If a trading strategy seems to backtest successfully, why doesn’t it always work in live trading?

It’s widely acknowledged that a strategy that worked in the past may not work in the future. Market conditions change, other participants change their algorithms, adapt to your attempts to pick them off, and so on. This means you need to continually monitor and adjust even profitable strategies.

But there’s something even more problematic about backtesting strategies, which fewer people understand clearly. This is that a profitable backtest does not prove that a strategy “worked”, even in the past. This is because most backtests do not achieve any kind of “statistical significance”.

As everyone knows, it’s trivial to tailor a strategy that works beautifully on any given piece of historical data. It’s easy to contrive a strategy that fits the idiosyncratic features of a particular historical dataset, and then show that it is profitable when backtested. But when no mechanism actually exists relating the signal to future movement, the strategy will fail in live testing.

So how does one tell the difference? How can one show that a backtest is not only profitable, but statistically significant?

#### Statistical hypothesis testing in trading

If you’ve studied some basic statistics, you’ve probably heard of hypothesis testing.

In hypothesis testing, it’s not enough for a model to fit the data. It’s got to fit the data in a way that is “statistically significant”. This means that it’s unlikely that the model would fit the data to the extent that it does, by chance or for any other reason than that the model really is valid. The only way for the model not to be valid is to invoke an “unlikely coincidence”.

One proposes some hypothesis about the data, and then considers the probability (called the p-value) that the apparent agreement between the data and the hypothesis occurred by chance. By convention, if the p-value is less than 5%, the hypothesis is considered statistically significant.

It’s worthwhile to place backtesting within this framework of hypothesis testing to help understand what, if anything, we can really conclude from a given backtest.

#### Coin toss trading

Let’s keep it simple to start with. Let’s suppose we have an algorithm which predicts, at time steps \(t_1,…,t_n\), whether the asset will subsequently move up (change \(\geq 0\)) or down (change \(<0\)) over some time interval \(\Delta T\). We then run a backtest and find that our algorithm was right some fraction \(0 \leq x \leq 1\) of the time.

If our algorithm was right more than half of the time during the backtest, what’s the probability that our algorithm was right only by chance? This is calculated using the binomial distribution. To see some numbers, let’s suppose our algorithm makes 20 predictions (\(n=20\)) and is right for 12 of them. The probability of this happening entirely by chance is about 25%. If it’s right for 14 of them, the probability of this happening by chance is about 5.8%. This is approaching statistical significance according to convention. The idea is that it’s “unlikely” that our strategy is right by chance, therefore the mechanism proposed by the strategy is likely correct. So if our algorithm got 15 or more correct during the backtest, we’re in the money, right? Not so fast.
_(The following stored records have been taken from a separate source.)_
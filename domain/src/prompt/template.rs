//! Prompt templates for the discussion flow

use crate::consensus::ConsensusResult;
use crate::core::string::{single_line, truncate};
use crate::discussion::{Message, Role};

/// Characters of each message shown to the speaker selector
const SELECTION_PREVIEW_LEN: usize = 200;

/// Templates for generating prompts at each stage
pub struct PromptTemplate;

impl PromptTemplate {
    // ==================== Discussion turns ====================

    /// Instruction appended after the transcript window for a speaking role
    pub fn turn_instruction(topic: &str, speaker: &Role, roles: &[Role]) -> String {
        let others: Vec<String> = roles
            .iter()
            .filter(|r| r.name != speaker.name)
            .map(|r| {
                if r.description.is_empty() {
                    format!("- {}", r.name)
                } else {
                    format!("- {}: {}", r.name, r.description)
                }
            })
            .collect();

        format!(
            r#"Discussion topic: {}

You are {}. The other participants are:
{}

Continue the discussion with your next contribution. Respond to what was just said,
build on points you agree with and challenge points you disagree with.
Address another participant directly with @Name when you want their response.
Keep it under 200 words and do not prefix your reply with your name."#,
            topic,
            speaker.name,
            others.join("\n")
        )
    }

    /// Render transcript messages as `[Speaker]: content` blocks
    pub fn format_transcript(messages: &[Message]) -> String {
        messages
            .iter()
            .map(|m| format!("[{}] (turn {}): {}", m.speaker, m.turn, m.content))
            .collect::<Vec<_>>()
            .join("\n\n")
    }

    // ==================== Speaker selection ====================

    /// System prompt for the speaker selection hint
    pub fn selection_system() -> &'static str {
        r#"You moderate a multi-expert panel discussion.
Your only task is to decide which participant should speak next.
Answer with the participant's name exactly as listed and nothing else."#
    }

    /// User prompt for the speaker selection hint
    pub fn selection_prompt(
        topic: &str,
        roles: &[Role],
        recent: &[Message],
        previous: Option<&str>,
    ) -> String {
        let participants: Vec<String> = roles
            .iter()
            .map(|r| {
                if r.description.is_empty() {
                    format!("- {}", r.name)
                } else {
                    format!("- {}: {}", r.name, r.description)
                }
            })
            .collect();

        let conversation: Vec<String> = recent
            .iter()
            .map(|m| {
                format!(
                    "{}: {}",
                    m.speaker,
                    truncate(&single_line(&m.content), SELECTION_PREVIEW_LEN)
                )
            })
            .collect();

        let mut prompt = format!(
            r#"Topic: {}

Available participants:
{}

Recent conversation:
{}
"#,
            topic,
            participants.join("\n"),
            conversation.join("\n")
        );

        if let Some(previous) = previous {
            prompt.push_str(&format!(
                "\n{} just spoke and cannot speak again immediately.\n",
                previous
            ));
        }

        prompt.push_str(
            r#"
Pick whoever should logically respond next, considering what was just discussed,
whose expertise is most relevant and the natural flow of conversation.
Return ONLY the participant's name."#,
        );

        prompt
    }

    // ==================== Consensus adjudication ====================

    /// System prompt for the consensus adjudicator
    pub fn adjudication_system() -> &'static str {
        r#"You are a neutral analyst assessing whether a panel discussion has converged.
Judge only the participants' positions, not the quality of their arguments.
Always answer with a single JSON object."#
    }

    /// User prompt for the consensus adjudicator
    pub fn adjudication_prompt(topic: &str, window: &[Message]) -> String {
        format!(
            r#"Topic: {}

Recent conversation:
{}

Evaluate:
1. Are the participants converging on a shared position?
2. What are the key points of agreement?
3. What disagreements remain?
4. How converged is the panel, from 0.0 (no agreement) to 1.0 (full agreement)?

Return JSON with:
{{
  "confidence": <float 0-1>,
  "summary": "<brief summary of the shared position or current state>",
  "agreements": ["point 1", "point 2"],
  "disagreements": ["issue 1"]
}}"#,
            topic,
            Self::format_transcript(window)
        )
    }

    // ==================== Closing summary ====================

    /// System prompt for the end-of-discussion summary
    pub fn final_summary_system() -> &'static str {
        r#"You write concise closing summaries of panel discussions.
Report what the participants concluded, not your own opinion.
Answer in plain prose without a heading."#
    }

    /// User prompt for the end-of-discussion summary
    pub fn final_summary_prompt(
        topic: &str,
        messages: &[Message],
        consensus: Option<&ConsensusResult>,
    ) -> String {
        let status = match consensus {
            Some(c) if c.reached => format!("reached (confidence {:.0}%)", c.confidence * 100.0),
            Some(c) => format!("not reached (confidence {:.0}%)", c.confidence * 100.0),
            None => "not evaluated".to_string(),
        };
        let (agreements, disagreements) = match consensus {
            Some(c) => (bullet_list(&c.agreements), bullet_list(&c.disagreements)),
            None => (bullet_list(&[]), bullet_list(&[])),
        };

        format!(
            r#"Topic: {}

Consensus: {}

Full conversation:
{}

Key agreements:
{}

Remaining disagreements:
{}

Provide:
1. An executive summary in two or three sentences
2. The main conclusions
3. Recommended next steps, if any

Keep it concise and actionable."#,
            topic,
            status,
            Self::format_transcript(messages),
            agreements,
            disagreements
        )
    }

    /// Summary used when consensus is reached but the adjudicator gave none
    pub fn fallback_summary(topic: &str, confidence: f64) -> String {
        format!(
            "The panel converged on \"{}\" with confidence {:.2}.",
            topic, confidence
        )
    }

    /// Summary used when the turn budget ran out without consensus
    pub fn unresolved_summary(topic: &str, confidence: f64) -> String {
        format!(
            "The panel did not reach consensus on \"{}\" (final confidence {:.2}).",
            topic, confidence
        )
    }

    /// Summary used when the discussion was stopped on request
    pub fn stopped_summary(topic: &str, turns: u32) -> String {
        format!(
            "The discussion on \"{}\" was stopped after {} turn(s).",
            topic, turns
        )
    }
}

fn bullet_list(points: &[String]) -> String {
    if points.is_empty() {
        return "- none".to_string();
    }
    points
        .iter()
        .map(|p| format!("- {}", p))
        .collect::<Vec<_>>()
        .join("\n")
}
To take an extreme example, let’s suppose that our piece of historical data was a spectacular bitcoin bull run that went up 20 times in a row. And let’s suppose that our strategy is “Bitcoin only goes up!” Then our calculation above would prove that the strategy works with a statistical significance of 0.0001%! What’s gone wrong here?

When calculating the p-value for a linear regression, standard statistics usually assumes that the “noise” in the data is random and normally distributed. One mistake we have made in the above analysis is assuming that the actual price trajectory is like a coin toss – equally likely to go up or down. But market movements are not random. They can, for example, be highly autocorrelated. And they can go up in a highly non-random way for quite some time, before turning around and going down.

Secondly, we presumably looked at the data before deciding on the strategy. If you’re allowed to look at the data first, it’s easy to contrive a strategy that exactly matches what the data happened to do. In this case, it’s not “unlikely” that our strategy is profitable by mere coincidence, because we simply chose the strategy that we could see matched the data.

Another thing that can destroy statistical validity is testing multiple models. Suppose a given model has a p value of 0.05, that is, it has only a 5% chance of appearing correct by chance. But now suppose you test 20 different models. Suddenly it’s quite likely that one of them will backtest successfully by chance alone. This sort of scenario can easily arise when one tests their strategy for many different choices of parameter, and chooses the one that works. This is why strategy “optimization” needs to be done carefully.

#### So how do you backtest successfully?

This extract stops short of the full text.